To overcome some of the DNS vulnerabilities related to privacy and data manipulation, IETF introduced DNS over HTTPS (DoH) in RFC8484, a protocol that enhances privacy and combats eavesdropping and man-in-the-middle attacks by encrypting DNS queries and sending them in a covert channel/tunnel so that data is not hampered on the way. Nonetheless, unavailability of a representative dataset is the key obstacle to evaluate the techniques that capture DoH traffic in a network topology.

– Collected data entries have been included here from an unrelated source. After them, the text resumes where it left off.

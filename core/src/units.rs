//! Height and weight units accepted at entry time.
//!
//! Storage is always metric. The entry unit is kept next to each profile
//! snapshot only so the value can be shown back the way it was typed.

use std::fmt;
use std::str::FromStr;

use serde::{Deserialize, Serialize};

use crate::calculators::round2;
use crate::error::InvalidInput;

pub const CM_PER_FT: f64 = 30.48;
pub const LBS_PER_KG: f64 = 2.20462;

#[derive(Debug, Clone, Copy, PartialEq, Eq, Serialize, Deserialize, Default)]
#[serde(rename_all = "lowercase")]
pub enum HeightUnit {
    #[default]
    Cm,
    Ft,
}

impl HeightUnit {
    #[must_use]
    pub fn to_cm(self, value: f64) -> f64 {
        match self {
            HeightUnit::Cm => value,
            HeightUnit::Ft => value * CM_PER_FT,
        }
    }

    /// Convert stored centimetres back to this unit, rounded for display.
    #[must_use]
    pub fn from_cm(self, cm: f64) -> f64 {
        match self {
            HeightUnit::Cm => cm,
            HeightUnit::Ft => round2(cm / CM_PER_FT),
        }
    }

    #[must_use]
    pub fn as_str(self) -> &'static str {
        match self {
            HeightUnit::Cm => "cm",
            HeightUnit::Ft => "ft",
        }
    }
}

impl FromStr for HeightUnit {
    type Err = InvalidInput;

    fn from_str(s: &str) -> Result<Self, Self::Err> {
        match s.trim().to_lowercase().as_str() {
            "cm" => Ok(HeightUnit::Cm),
            "ft" | "feet" => Ok(HeightUnit::Ft),
            _ => Err(InvalidInput::UnknownHeightUnit(s.to_string())),
        }
    }
}

impl fmt::Display for HeightUnit {
    fn fmt(&self, f: &mut fmt::Formatter<'_>) -> fmt::Result {
        f.write_str(self.as_str())
    }
}

#[derive(Debug, Clone, Copy, PartialEq, Eq, Serialize, Deserialize, Default)]
#[serde(rename_all = "lowercase")]
pub enum WeightUnit {
    #[default]
    Kg,
    Lbs,
}

impl WeightUnit {
    #[must_use]
    pub fn to_kg(self, value: f64) -> f64 {
        match self {
            WeightUnit::Kg => value,
            WeightUnit::Lbs => value / LBS_PER_KG,
        }
    }

    /// Convert stored kilograms back to this unit, rounded for display.
    #[must_use]
    pub fn from_kg(self, kg: f64) -> f64 {
        match self {
            WeightUnit::Kg => kg,
            WeightUnit::Lbs => round2(kg * LBS_PER_KG),
        }
    }

    #[must_use]
    pub fn as_str(self) -> &'static str {
        match self {
            WeightUnit::Kg => "kg",
            WeightUnit::Lbs => "lbs",
        }
    }
}

impl FromStr for WeightUnit {
    type Err = InvalidInput;

    fn from_str(s: &str) -> Result<Self, Self::Err> {
        match s.trim().to_lowercase().as_str() {
            "kg" => Ok(WeightUnit::Kg),
            "lbs" | "lb" => Ok(WeightUnit::Lbs),
            _ => Err(InvalidInput::UnknownWeightUnit(s.to_string())),
        }
    }
}

impl fmt::Display for WeightUnit {
    fn fmt(&self, f: &mut fmt::Formatter<'_>) -> fmt::Result {
        f.write_str(self.as_str())
    }
}

#[cfg(test)]
mod tests {
    use super::*;

    #[test]
    fn test_height_conversion() {
        assert!((HeightUnit::Ft.to_cm(6.0) - 182.88).abs() < 1e-9);
        assert_eq!(HeightUnit::Cm.to_cm(175.0), 175.0);
        assert_eq!(HeightUnit::Ft.from_cm(182.88), 6.0);
    }

    #[test]
    fn test_weight_conversion() {
        let kg = WeightUnit::Lbs.to_kg(154.0);
        assert!((kg - 69.853).abs() < 0.001);
        assert_eq!(WeightUnit::Lbs.from_kg(kg), 154.0);
        assert_eq!(WeightUnit::Kg.to_kg(70.0), 70.0);
    }

    #[test]
    fn test_unit_parsing() {
        assert_eq!("CM".parse::<HeightUnit>().unwrap(), HeightUnit::Cm);
        assert_eq!("ft".parse::<HeightUnit>().unwrap(), HeightUnit::Ft);
        assert_eq!("lb".parse::<WeightUnit>().unwrap(), WeightUnit::Lbs);
        assert_eq!("Kg".parse::<WeightUnit>().unwrap(), WeightUnit::Kg);
    }

    #[test]
    fn test_unit_parsing_invalid() {
        assert!(matches!(
            "inch".parse::<HeightUnit>(),
            Err(InvalidInput::UnknownHeightUnit(_))
        ));
        assert!(matches!(
            "stone".parse::<WeightUnit>(),
            Err(InvalidInput::UnknownWeightUnit(_))
        ));
    }
}
use anyhow::{Context, Result};
use directories::ProjectDirs;
use std::path::{Path, PathBuf};

pub const DATA_DIR_ENV: &str = "BODYLEDGER_DATA_DIR";

pub struct Config {
    pub db_path: PathBuf,
    pub data_dir: PathBuf,
}

impl Config {
    /// Resolve the data directory (`--data-dir`, then `BODYLEDGER_DATA_DIR`,
    /// then the platform data dir) and make sure it exists.
    pub fn load(data_dir_override: Option<PathBuf>) -> Result<Self> {
        let env_dir = std::env::var_os(DATA_DIR_ENV).map(PathBuf::from);
        let data_dir = match resolve_data_dir(data_dir_override, env_dir) {
            Some(dir) => dir,
            None => ProjectDirs::from("", "", "bodyledger")
                .context("Could not determine home directory")?
                .data_dir()
                .to_path_buf(),
        };
        Self::in_dir(&data_dir)
    }

    pub fn in_dir(data_dir: &Path) -> Result<Self> {
        std::fs::create_dir_all(data_dir)
            .with_context(|| format!("Failed to create data directory: {}", data_dir.display()))?;

        Ok(Config {
            db_path: data_dir.join("bodyledger.db"),
            data_dir: data_dir.to_path_buf(),
        })
    }

    /// Load the API key from disk, or generate a new one.
    ///
    /// Returns `(key, newly_created)` where `newly_created` is true when a
    /// fresh key was just generated (first run).
    pub fn load_or_create_api_key(&self) -> Result<(String, bool)> {
        use rand::Rng;
        use std::fmt::Write;

        let path = self.data_dir.join("api_key");

        if path.exists() {
            let key = std::fs::read_to_string(&path).context("Failed to read API key file")?;
            let key = key.trim().to_string();
            if !key.is_empty() {
                return Ok((key, false));
            }
        }

        let bytes: [u8; 32] = rand::rng().random();
        let key = bytes
            .iter()
            .fold(String::with_capacity(64), |mut acc: String, b| {
                let _ = write!(acc, "{b:02x}");
                acc
            });
        std::fs::write(&path, &key).context("Failed to write API key file")?;
        #[cfg(unix)]
        {
            use std::os::unix::fs::PermissionsExt;
            std::fs::set_permissions(&path, std::fs::Permissions::from_mode(0o600))
                .context("Failed to set API key file permissions")?;
        }
        tracing::info!(path = %path.display(), "generated new API key");
        Ok((key, true))
    }
}

fn resolve_data_dir(flag: Option<PathBuf>, env: Option<PathBuf>) -> Option<PathBuf> {
    flag.or(env.filter(|p| !p.as_os_str().is_empty()))
}

#[cfg(test)]
mod tests {
    use super::*;

    #[test]
    fn test_flag_beats_env() {
        let dir = resolve_data_dir(Some("/flag".into()), Some("/env".into()));
        assert_eq!(dir, Some(PathBuf::from("/flag")));
    }

    #[test]
    fn test_env_used_when_no_flag() {
        assert_eq!(
            resolve_data_dir(None, Some("/env".into())),
            Some(PathBuf::from("/env"))
        );
        assert_eq!(resolve_data_dir(None, Some(PathBuf::new())), None);
        assert_eq!(resolve_data_dir(None, None), None);
    }

    #[test]
    fn test_in_dir_creates_directory() {
        let tmp = tempfile::tempdir().unwrap();
        let nested = tmp.path().join("a").join("b");
        let config = Config::in_dir(&nested).unwrap();
        assert!(nested.is_dir());
        assert_eq!(config.db_path, nested.join("bodyledger.db"));
    }

    #[test]
    fn test_api_key_generated_once() {
        let tmp = tempfile::tempdir().unwrap();
        let config = Config::in_dir(tmp.path()).unwrap();

        let (key, created) = config.load_or_create_api_key().unwrap();
        assert!(created);
        assert_eq!(key.len(), 64);

        let (again, created) = config.load_or_create_api_key().unwrap();
        assert!(!created);
        assert_eq!(again, key);
    }
}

This research work proposes a systematic approach to generate a typical dataset to analyze, test, and evaluate DoH traffic in covert channels and tunnels. The main objective of this project is to deploy DoH within an application and capture benign as well as malicious DoH traffic as a two-layered approach to detect and characterize DoH traffic using time-series classifier.

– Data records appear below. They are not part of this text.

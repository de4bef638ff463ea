use anyhow::Result;

use bodyledger_core::service::HealthService;

use super::helpers::{chart_table, parse_date};

pub(crate) fn cmd_chart(
    svc: &HealthService,
    user: &str,
    until: Option<String>,
    json: bool,
) -> Result<()> {
    let today = parse_date(until)?;
    let chart = svc.build_rolling_chart_at(user, today)?;

    if json {
        println!("{}", serde_json::to_string_pretty(&chart)?);
    } else {
        println!(
            "{}: {} to {}",
            chart.user,
            chart.dates[0].format("%Y-%m-%d"),
            today.format("%Y-%m-%d")
        );
        println!("{}", chart_table(&chart));
    }
    Ok(())
}
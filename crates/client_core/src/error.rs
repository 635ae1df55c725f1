use reqwest::StatusCode;
use thiserror::Error;

/// Everything that can go wrong between issuing a request and holding a
/// decoded body. All variants count as transport failures for the controllers.
#[derive(Debug, Error)]
pub enum ClientError {
    #[error("request to {endpoint} failed: {source}")]
    Transport {
        endpoint: String,
        #[source]
        source: reqwest::Error,
    },
    #[error("{endpoint} returned HTTP {status}")]
    Status {
        endpoint: String,
        status: StatusCode,
    },
    #[error("malformed response from {endpoint}: {source}")]
    Decode {
        endpoint: String,
        #[source]
        source: serde_json::Error,
    },
    #[error("backend worker unavailable: {0}")]
    Dispatch(String),
}
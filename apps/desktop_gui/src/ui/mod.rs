//! UI layer for desktop GUI: app shell plus the chat and dataset views.

pub mod app;
mod chat;
mod dataset;

pub use app::OceanChatApp;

The final dataset includes implementing DoH protocol within an application using five different browsers and tools and four servers to capture Benign-DoH, Malicious-DoH and non-DoH traffic. Layer 1 of the proposed two-layered approach is used to classify DoH traffic from non-DoH traffic and layer 2 is used to characterize Benign-Doh from Malicious-DoH traffic. The browsers and tools used to capture traffic include Google Chrome, Mozilla Firefox, dns2tcp, DNSCat2, and Iodine while the servers used to respond to DoH requests are AdGuard, Cloudflare, Google DNS, and Quad9.

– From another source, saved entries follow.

use client_core::{QueryController, QueryStatus};

pub enum ChatAction {
    Submit,
    SelectSample(usize),
    Clear,
    CopyAnswer,
}

pub fn show_chat(ui: &mut egui::Ui, query: &mut QueryController) -> Option<ChatAction> {
    let mut action = None;
    let loading = query.is_loading();

    ui.heading("Ocean Data Chatbot");
    ui.add_space(8.0);

    ui.horizontal(|ui| {
        let input_width = (ui.available_width() - 96.0).max(160.0);
        let input = ui.add_enabled(
            !loading,
            egui::TextEdit::singleline(query.question_mut())
                .hint_text("Ask about ocean data...")
                .desired_width(input_width),
        );
        let enter_pressed =
            input.lost_focus() && ui.input(|input| input.key_pressed(egui::Key::Enter));

        let send_label = if loading { "Sending..." } else { "Send" };
        if ui.add_enabled(!loading, egui::Button::new(send_label)).clicked() || enter_pressed {
            action = Some(ChatAction::Submit);
        }
    });

    ui.add_space(4.0);
    ui.horizontal_wrapped(|ui| {
        ui.weak("Try:");
        for (index, sample) in QueryController::sample_queries().iter().enumerate() {
            if ui
                .add_enabled(!loading, egui::Button::new(*sample).small())
                .clicked()
            {
                action = Some(ChatAction::SelectSample(index));
            }
        }
    });

    ui.add_space(4.0);
    ui.horizontal(|ui| {
        if ui
            .add_enabled(query.can_clear(), egui::Button::new("Clear"))
            .clicked()
        {
            action = Some(ChatAction::Clear);
        }
        if ui
            .add_enabled(!query.answer_text().is_empty(), egui::Button::new("Copy answer"))
            .clicked()
        {
            action = Some(ChatAction::CopyAnswer);
        }
    });

    ui.separator();
    match query.status() {
        QueryStatus::Idle => {}
        QueryStatus::Loading => {
            ui.horizontal(|ui| {
                ui.spinner();
                ui.label("Thinking...");
            });
        }
        QueryStatus::Answered => {
            ui.strong("Answer");
            egui::ScrollArea::vertical().show(ui, |ui| {
                ui.group(|ui| {
                    ui.set_width(ui.available_width());
                    ui.label(query.answer_text());
                });
            });
        }
        QueryStatus::Errored => {
            let color = ui.visuals().error_fg_color;
            ui.colored_label(color, query.error_message());
        }
    }

    action
}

In CIRA-CIC-DoHBrw-2020 dataset, a two-layered approach is used to capture benign and malicious DoH traffic along with non-DoH traffic. To generate the representative dataset, HTTPS (benign DoH and non-DoH) and DoH traffic is generated by accessing top 10k Alexa websites, and using browsers and DNS tunneling tools that support DoH protocol respectively. At the first layer, the captured traffic is classified as DoH and non-DoH by using statistical features classifier. At the second layer, DoH traffic is characterized as benign DoH and malicious DoH by using time-series classifier.
Non-DoH: Traffic generated by accessing a website that uses HTTPS protocol is captured and labeled as non-DoH traffic. In order to capture ample traffic to balance the dataset, thousands of websites from Alexa domain are browsed.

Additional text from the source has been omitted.